START RECORDS SUPPLIED

#![allow(dead_code)]

use cgmath::{InnerSpace, Vector3};

pub const EPSILON: f32 = 1e-4;

pub fn approx(a: f32, b: f32) -> bool {
    (a - b).abs() < EPSILON
}

pub fn approx_vec(a: Vector3<f32>, b: Vector3<f32>) -> bool {
    (a - b).magnitude() < EPSILON
}

/// Headless device and queue, or `None` when the machine has no adapter.
#[cfg(feature = "integration-tests")]
pub fn headless() -> Option<(wgpu::Device, wgpu::Queue, wgpu::Features)> {
    let runtime = tokio::runtime::Runtime::new().ok()?;
    runtime.block_on(async {
        let instance = wgpu::Instance::new(&wgpu::InstanceDescriptor::default());
        let adapter = instance
            .request_adapter(&wgpu::RequestAdapterOptions {
                power_preference: wgpu::PowerPreference::default(),
                compatible_surface: None,
                force_fallback_adapter: false,
            })
            .await
            .ok()?;
        let features = adapter.features() & wgpu::Features::POLYGON_MODE_LINE;
        let (device, queue) = adapter
            .request_device(&wgpu::DeviceDescriptor {
                label: Some("test device"),
                required_features: features,
                required_limits: wgpu::Limits::default(),
                memory_hints: Default::default(),
                trace: wgpu::Trace::Off,
            })
            .await
            .ok()?;
        Some((device, queue, features))
    })
}

/// Colour target the renderer can draw into without a window.
#[cfg(feature = "integration-tests")]
pub fn offscreen_target(device: &wgpu::Device, width: u32, height: u32) -> (wgpu::TextureView, wgpu::TextureView) {
    let texture = device.create_texture(&wgpu::TextureDescriptor {
        label: Some("Test Output Texture"),
        size: wgpu::Extent3d {
            width,
            height,
            depth_or_array_layers: 1,
        },
        mip_level_count: 1,
        sample_count: 1,
        dimension: wgpu::TextureDimension::D2,
        format: TEST_FORMAT,
        usage: wgpu::TextureUsages::COPY_SRC | wgpu::TextureUsages::RENDER_ATTACHMENT,
        view_formats: &[],
    });
    let view = texture.create_view(&wgpu::TextureViewDescriptor::default());
    let depth = learn_ngin::data_structures::texture::Texture::create_depth_texture(device, [width, height], "test depth");
    (view, depth)
}

#[cfg(feature = "integration-tests")]
pub const TEST_FORMAT: wgpu::TextureFormat = wgpu::TextureFormat::Rgba8UnormSrgb;
use std::sync::{
    Arc, Mutex,
    atomic::{AtomicBool, Ordering},
};

use anyhow::Context;
use winit::window::Window;

use crate::{data_structures::texture, error::EngineError};

/// Window surface plus the device and queue everything else is created from.
#[derive(Debug)]
pub struct GpuContext {
    pub window: Arc<Window>,
    pub surface: wgpu::Surface<'static>,
    pub device: wgpu::Device,
    pub queue: wgpu::Queue,
    pub config: wgpu::SurfaceConfiguration,
    pub depth_view: wgpu::TextureView,
    /// Optional features that were available and enabled.
    pub features: wgpu::Features,
}

impl GpuContext {
    pub async fn new(window: Arc<Window>) -> anyhow::Result<Self> {
        let size = window.inner_size();

        log::info!("WGPU setup");
        let instance = wgpu::Instance::new(&wgpu::InstanceDescriptor {
            backends: wgpu::Backends::PRIMARY,
            ..Default::default()
        });

        let surface = instance
            .create_surface(window.clone())
            .context("Could not create a surface for the window")?;

        let adapter = instance
            .request_adapter(&wgpu::RequestAdapterOptions {
                power_preference: wgpu::PowerPreference::default(),
                compatible_surface: Some(&surface),
                force_fallback_adapter: false,
            })
            .await
            .context(EngineError::NoAdapter)?;
        log::info!("Using adapter {:?}", adapter.get_info().name);

        // Wireframe mode is a nice to have
        let features = adapter.features() & wgpu::Features::POLYGON_MODE_LINE;
        if features.is_empty() {
            log::info!("Adapter does not support line polygon mode, F2 will be ignored");
        }

        let (device, queue) = adapter
            .request_device(&wgpu::DeviceDescriptor {
                label: Some("learn-ngin device"),
                required_features: features,
                required_limits: wgpu::Limits::default(),
                memory_hints: Default::default(),
                trace: wgpu::Trace::Off,
                experimental_features: wgpu::ExperimentalFeatures::disabled(),
            })
            .await
            .context("Could not open the GPU device")?;

        let surface_caps = surface.get_capabilities(&adapter);
        // Shaders write linear colours and rely on an sRGB target for the conversion
        let surface_format = surface_caps
            .formats
            .iter()
            .copied()
            .find(|f| f.is_srgb())
            .or_else(|| surface_caps.formats.first().copied())
            .context("Surface reports no supported formats")?;
        let config = wgpu::SurfaceConfiguration {
            usage: wgpu::TextureUsages::RENDER_ATTACHMENT,
            format: surface_format,
            width: size.width.max(1),
            height: size.height.max(1),
            present_mode: surface_caps
                .present_modes
                .first()
                .copied()
                .unwrap_or(wgpu::PresentMode::Fifo),
            alpha_mode: surface_caps
                .alpha_modes
                .first()
                .copied()
                .unwrap_or(wgpu::CompositeAlphaMode::Auto),
            view_formats: vec![],
            desired_maximum_frame_latency: 2,
        };
        surface.configure(&device, &config);

        let depth_view =
            texture::Texture::create_depth_texture(&device, [config.width, config.height], "depth_texture");

        Ok(Self {
            window,
            surface,
            device,
            queue,
            config,
            depth_view,
            features,
        })
    }

    /// Reconfigures the surface and depth buffer. Zero sizes are ignored.
    pub fn resize(&mut self, width: u32, height: u32) {
        if width == 0 || height == 0 {
            return;
        }
        self.config.width = width;
        self.config.height = height;
        self.reconfigure();
    }

    /// Applies the current config again, used after the surface was lost.
    pub fn reconfigure(&mut self) {
        self.surface.configure(&self.device, &self.config);
        self.depth_view = texture::Texture::create_depth_texture(
            &self.device,
            [self.config.width, self.config.height],
            "depth_texture",
        );
    }

    pub fn size(&self) -> (u32, u32) {
        (self.config.width, self.config.height)
    }
}

/// Collects validation errors the device reports outside an error scope.
///
/// wgpu reports invalid shader modules and pipelines through the device's
/// uncaptured error handler, which panics by default. Installing an
/// `ErrorLog` turns those reports into log lines. Errors are only kept while
/// a [`capture`](Self::capture) is running, so shader loading can tell
/// whether its own step failed; anything reported outside is logged and
/// forgotten.
#[derive(Clone, Debug, Default)]
pub struct ErrorLog(Arc<Capture>);

#[derive(Debug, Default)]
struct Capture {
    armed: AtomicBool,
    errors: Mutex<Vec<String>>,
}

impl ErrorLog {
    pub fn install(device: &wgpu::Device) -> Self {
        let sink = Self::default();
        let handler = sink.clone();
        device.on_uncaptured_error(Arc::new(move |error: wgpu::Error| {
            handler.report(error.to_string());
        }));
        sink
    }

    /// Logs `message` and keeps it if a capture is running.
    pub fn report(&self, message: String) {
        log::error!("wgpu: {message}");
        if !self.0.armed.load(Ordering::Acquire) {
            return;
        }
        if let Ok(mut errors) = self.0.errors.lock() {
            errors.push(message);
        }
    }

    /// Runs `f` and returns its result with every error reported meanwhile.
    pub fn capture<T>(&self, f: impl FnOnce() -> T) -> (T, Vec<String>) {
        self.take();
        self.0.armed.store(true, Ordering::Release);
        let value = f();
        self.0.armed.store(false, Ordering::Release);
        (value, self.take())
    }

    /// Number of errors currently kept.
    pub fn len(&self) -> usize {
        self.0.errors.lock().map(|errors| errors.len()).unwrap_or_default()
    }

    pub fn is_empty(&self) -> bool {
        self.len() == 0
    }

    fn take(&self) -> Vec<String> {
        self.0
            .errors
            .lock()
            .map(|mut errors| std::mem::take(&mut *errors))
            .unwrap_or_default()
    }
}

#[cfg(test)]
mod tests {
    use super::*;

    #[test]
    fn errors_outside_a_capture_are_not_kept() {
        let log = ErrorLog::default();
        for _ in 0..100 {
            log.report("invalid bind group".to_string());
        }
        assert!(log.is_empty());
    }

    #[test]
    fn capture_returns_only_its_own_errors() {
        let log = ErrorLog::default();
        log.report("earlier".to_string());
        let (value, errors) = log.capture(|| {
            log.report("bad module".to_string());
            7
        });
        assert_eq!(value, 7);
        assert_eq!(errors, vec!["bad module".to_string()]);
        log.report("later".to_string());
        assert!(log.is_empty());
    }
}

END RECORDS SUPPLIED

→ AIM OF THE EXERCISE: Which of the lines in the listing above include "into"? Report each of them.

→ OUTPUT BELOW:
/// Colour target the renderer can draw into without a window.
/// `ErrorLog` turns those reports into log lines. Errors are only kept while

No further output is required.